TASK DESCRIPTION ▸ Your answer should be the lines of the listing that contain the word "None".

SUPPLIED RECORDS ▸

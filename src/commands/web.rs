use clap::Subcommand;
use doclink::path::{parse_web_path, parse_web_url, to_web_url, Identifier, WebLocation};
use serde_json::{json, Value};

use super::{write_json, CommandError, ContextArgs, Settings};

#[derive(Subcommand, Debug)]
pub enum UrlCommand {
    /// Print the identifier and API path behind a web URL
    Parse { url: String },
    /// Print the web URL of the current context
    Format {
        /// Configuration to open the element in
        #[arg(long)]
        configuration: Option<String>,
    },
}

pub fn run(command: UrlCommand, context: &ContextArgs, settings: &Settings) -> Result<(), CommandError> {
    match command {
        UrlCommand::Parse { url } => {
            let parsed = match parse_web_url(&settings.cad_host, &url) {
                Some(location) => describe(
                    &Identifier::Element(location.element),
                    location.configuration.as_deref(),
                ),
                None => {
                    let identifier =
                        parse_web_path(&settings.cad_host, &url).ok_or(CommandError::InvalidUrl)?;
                    describe(&identifier, None)
                }
            };
            write_json(&parsed)
        }
        UrlCommand::Format { configuration } => {
            let url = match (context.identifier(&settings.cad_host)?, configuration) {
                (Identifier::Element(element), configuration) => WebLocation {
                    element,
                    configuration,
                }
                .to_web_url(&settings.cad_host),
                (identifier, None) => to_web_url(&settings.cad_host, &identifier),
                (_, Some(_)) => {
                    return Err(CommandError::InvalidArgument(
                        "A configuration needs an element id".to_string(),
                    ))
                }
            };
            write_json(&json!({ "url": url }))
        }
    }
}

fn describe(identifier: &Identifier, configuration: Option<&str>) -> Value {
    let kind = match identifier {
        Identifier::Document(_) => "document",
        Identifier::Instance(_) => "instance",
        Identifier::Element(_) => "element",
    };
    let mut value = json!({
        "kind": kind,
        "documentId": identifier.document_id(),
        "apiPath": identifier.api_path(),
    });
    if let Some(object) = value.as_object_mut() {
        if let Some(instance) = identifier.instance() {
            object.insert("instanceId".into(), json!(instance.instance_id));
            object.insert("instanceType".into(), json!(instance.instance_type));
        }
        if let Identifier::Element(element) = identifier {
            object.insert("elementId".into(), json!(element.element_id));
        }
        if let Some(configuration) = configuration {
            object.insert("configuration".into(), json!(configuration));
        }
    }
    value
}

TASK SOLUTION ▸
                None => {
                    describe(&identifier, None)
                (identifier, None) => to_web_url(&settings.cad_host, &identifier),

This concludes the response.